PREDICTIONS AND PROPHECIES IN US AND UK
WITH INDIA.
Liability in the area of prediction, prophecies or forecast is still not defined clearly in India.
Same goes with many other countries in the world. There hasnt been any substantial case
regarding this anywhere in the world. In India we have Godmen, astrologers, yogis etc. who
make predictions and try to provide solutions to people which are illogical and still people are
convinced that they have the remedy. But, when they go wrong no law dictates what the legal
scenario should be.

Even in the US there is no law which dictates tortious liability for a wrong prediction. But,
there is a law which can fix the liability in certain cases. For government employees, liability
for any misrepresentation even in weather forecasting is prohibited under FTCA 42. In
general, there is no liability for providing information in the US. To hold anyone liable in US
for a wrong prediction it needs to be proved that negligence has been a part of making that
prediction.

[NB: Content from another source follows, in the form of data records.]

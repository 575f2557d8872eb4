//! Document - High-level document API

use crate::{DomResult, DomTree, NodeId};

/// HTML Document
#[derive(Debug)]
pub struct Document {
    /// The DOM tree
    pub tree: DomTree,
    /// Document URL
    url: String,
    /// Cached reference to <html> element
    html_element: NodeId,
    /// Cached reference to <head> element
    head_element: NodeId,
    /// Cached reference to <body> element
    body_element: NodeId,
}

impl Document {
    /// Create a document with an empty html/head/body skeleton
    pub fn new(url: &str) -> Self {
        let mut tree = DomTree::new();
        let html = tree.create_element("html");
        let head = tree.create_element("head");
        let body = tree.create_element("body");
        let root = tree.root();
        tree.link_last(root, html);
        tree.link_last(html, head);
        tree.link_last(html, body);

        Self {
            tree,
            url: url.to_string(),
            html_element: html,
            head_element: head,
            body_element: body,
        }
    }

    /// Wrap an already-built tree, locating html/head/body
    pub fn from_tree(tree: DomTree, url: &str) -> Self {
        let mut document = Self {
            tree,
            url: url.to_string(),
            html_element: NodeId::NONE,
            head_element: NodeId::NONE,
            body_element: NodeId::NONE,
        };
        document.finalize();
        document
    }

    /// Refresh the cached html/head/body references
    pub fn finalize(&mut self) {
        let root = self.tree.root();
        self.html_element = self
            .tree
            .children(root)
            .find(|&n| self.tree.local_name(n) == Some("html"))
            .unwrap_or(NodeId::NONE);

        let html = self.html_element;
        let find_child = |tag: &str| {
            html.to_option()
                .and_then(|h| self.tree.children(h).find(|&n| self.tree.local_name(n) == Some(tag)))
                .unwrap_or(NodeId::NONE)
        };
        self.head_element = find_child("head");
        self.body_element = find_child("body");
    }

    /// Get document URL
    pub fn url(&self) -> &str {
        &self.url
    }

    /// `document.domain`: host of the URL, empty for hostless URLs
    pub fn domain(&self) -> String {
        url::Url::parse(&self.url)
            .ok()
            .and_then(|u| u.host_str().map(str::to_string))
            .unwrap_or_default()
    }

    /// Get document title
    pub fn title(&self) -> String {
        let Some(head) = self.head() else {
            return String::new();
        };
        self.tree
            .children(head)
            .find(|&n| self.tree.local_name(n) == Some("title"))
            .map(|title| self.tree.text_content(title).trim().to_string())
            .unwrap_or_default()
    }

    /// Get <html> element
    pub fn document_element(&self) -> Option<NodeId> {
        self.html_element.to_option()
    }

    /// Get <head> element
    pub fn head(&self) -> Option<NodeId> {
        self.head_element.to_option()
    }

    /// Get <body> element
    pub fn body(&self) -> Option<NodeId> {
        self.body_element.to_option()
    }

    /// Get the first connected element with the given id
    pub fn get_element_by_id(&self, id: &str) -> Option<NodeId> {
        self.tree.find_by_id(self.tree.root(), id)
    }

    /// Connected elements with the given class
    pub fn get_elements_by_class_name(&self, class: &str) -> Vec<NodeId> {
        self.tree.elements_by_class_name(self.tree.root(), class)
    }

    /// Append a node under <body>
    pub fn append_to_body(&mut self, node: NodeId) -> DomResult<NodeId> {
        let body = self.body_element;
        self.tree.append_child(body, node)
    }

    /// Access the DOM tree
    pub fn tree(&self) -> &DomTree {
        &self.tree
    }

    /// Access the DOM tree mutably
    pub fn tree_mut(&mut self) -> &mut DomTree {
        &mut self.tree
    }
}

impl Default for Document {
    fn default() -> Self {
        Self::new("about:blank")
    }
}
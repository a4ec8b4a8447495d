//! Canonical Vocabulary Description
//!
//! An externally supplied, order-significant list of distinct strings and
//! names per table. Order determines index assignment, so both vocabulary
//! shapes import it in the same table order and entry order.

use indexmap::IndexSet;

use super::{QualifiedName, TableKind};

/// A name as listed in a canonical vocabulary
#[derive(Debug, Clone, PartialEq, Eq, Hash)]
pub struct CanonicalName {
    pub prefix: String,
    pub namespace_name: String,
    pub local_name: String,
}

impl CanonicalName {
    pub fn new(prefix: &str, namespace_name: &str, local_name: &str) -> Self {
        CanonicalName {
            prefix: prefix.to_string(),
            namespace_name: namespace_name.to_string(),
            local_name: local_name.to_string(),
        }
    }
}

impl From<&QualifiedName> for CanonicalName {
    fn from(name: &QualifiedName) -> Self {
        CanonicalName::new(&name.prefix, &name.namespace_name, &name.local_name)
    }
}

/// Insertion-ordered sets for each of the twelve tables
#[derive(Debug, Clone, Default, PartialEq, Eq)]
pub struct CanonicalVocabulary {
    pub restricted_alphabets: IndexSet<String>,
    pub encoding_algorithms: IndexSet<String>,
    pub prefixes: IndexSet<String>,
    pub namespace_names: IndexSet<String>,
    pub local_names: IndexSet<String>,
    pub other_ncnames: IndexSet<String>,
    pub other_uris: IndexSet<String>,
    pub attribute_values: IndexSet<String>,
    pub other_strings: IndexSet<String>,
    pub character_content_chunks: IndexSet<String>,
    pub elements: IndexSet<CanonicalName>,
    pub attributes: IndexSet<CanonicalName>,
}

impl CanonicalVocabulary {
    pub fn new() -> Self {
        Self::default()
    }

    /// The string set for `kind`; `None` for the two name tables
    pub fn strings(&self, kind: TableKind) -> Option<&IndexSet<String>> {
        Some(match kind {
            TableKind::RestrictedAlphabet => &self.restricted_alphabets,
            TableKind::EncodingAlgorithm => &self.encoding_algorithms,
            TableKind::Prefix => &self.prefixes,
            TableKind::NamespaceName => &self.namespace_names,
            TableKind::LocalName => &self.local_names,
            TableKind::OtherNcName => &self.other_ncnames,
            TableKind::OtherUri => &self.other_uris,
            TableKind::AttributeValue => &self.attribute_values,
            TableKind::OtherString => &self.other_strings,
            TableKind::CharacterContentChunk => &self.character_content_chunks,
            TableKind::ElementName | TableKind::AttributeName => return None,
        })
    }

    fn strings_mut(&mut self, kind: TableKind) -> Option<&mut IndexSet<String>> {
        Some(match kind {
            TableKind::RestrictedAlphabet => &mut self.restricted_alphabets,
            TableKind::EncodingAlgorithm => &mut self.encoding_algorithms,
            TableKind::Prefix => &mut self.prefixes,
            TableKind::NamespaceName => &mut self.namespace_names,
            TableKind::LocalName => &mut self.local_names,
            TableKind::OtherNcName => &mut self.other_ncnames,
            TableKind::OtherUri => &mut self.other_uris,
            TableKind::AttributeValue => &mut self.attribute_values,
            TableKind::OtherString => &mut self.other_strings,
            TableKind::CharacterContentChunk => &mut self.character_content_chunks,
            TableKind::ElementName | TableKind::AttributeName => return None,
        })
    }

    /// The name set for `kind`; `None` for string tables
    pub fn names(&self, kind: TableKind) -> Option<&IndexSet<CanonicalName>> {
        match kind {
            TableKind::ElementName => Some(&self.elements),
            TableKind::AttributeName => Some(&self.attributes),
            _ => None,
        }
    }

    /// Append a string to a string table; returns false if already listed
    /// or if `kind` is a name table
    pub fn insert(&mut self, kind: TableKind, value: &str) -> bool {
        self.strings_mut(kind)
            .map(|set| set.insert(value.to_string()))
            .unwrap_or(false)
    }

    pub fn insert_element(&mut self, prefix: &str, namespace_name: &str, local_name: &str) -> bool {
        self.elements
            .insert(CanonicalName::new(prefix, namespace_name, local_name))
    }

    pub fn insert_attribute(&mut self, prefix: &str, namespace_name: &str, local_name: &str) -> bool {
        self.attributes
            .insert(CanonicalName::new(prefix, namespace_name, local_name))
    }

    pub fn is_empty(&self) -> bool {
        TableKind::ALL.into_iter().all(|kind| match kind {
            TableKind::ElementName => self.elements.is_empty(),
            TableKind::AttributeName => self.attributes.is_empty(),
            _ => self.strings(kind).map_or(true, |s| s.is_empty()),
        })
    }
}

#[cfg(test)]
mod tests {
    use super::*;

    #[test]
    fn test_insert_keeps_order_and_dedups() {
        let mut canonical = CanonicalVocabulary::new();
        assert!(canonical.insert(TableKind::LocalName, "b"));
        assert!(canonical.insert(TableKind::LocalName, "a"));
        assert!(!canonical.insert(TableKind::LocalName, "b"));
        let order: Vec<&str> = canonical
            .strings(TableKind::LocalName)
            .unwrap()
            .iter()
            .map(String::as_str)
            .collect();
        assert_eq!(order, vec!["b", "a"]);
    }

    #[test]
    fn test_name_tables_are_separate() {
        let mut canonical = CanonicalVocabulary::new();
        assert!(canonical.is_empty());
        assert!(!canonical.insert(TableKind::ElementName, "x"));
        assert!(canonical.insert_element("", "urn:a", "x"));
        assert!(!canonical.insert_element("", "urn:a", "x"));
        assert!(canonical.insert_attribute("", "", "id"));
        assert_eq!(canonical.names(TableKind::ElementName).unwrap().len(), 1);
        assert!(canonical.strings(TableKind::AttributeName).is_none());
        assert!(!canonical.is_empty());
    }
}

The burden of proof lies on the plaintiff in such cases as well. In Barite v. US43
where the plaintiff lost his wife and five children washed away in the tornado pleaded for a
fair compensation for the negligence of weather forecast which eventually proved out to be
wrong but he didnt get any compensation because he could not prove negligence on their
part. Further testimony by an expert provided that the weather forecast was more or less

42 The Federal Torts Claims Act 1946.

43 Bartie v. United States W.D. 1963 LA .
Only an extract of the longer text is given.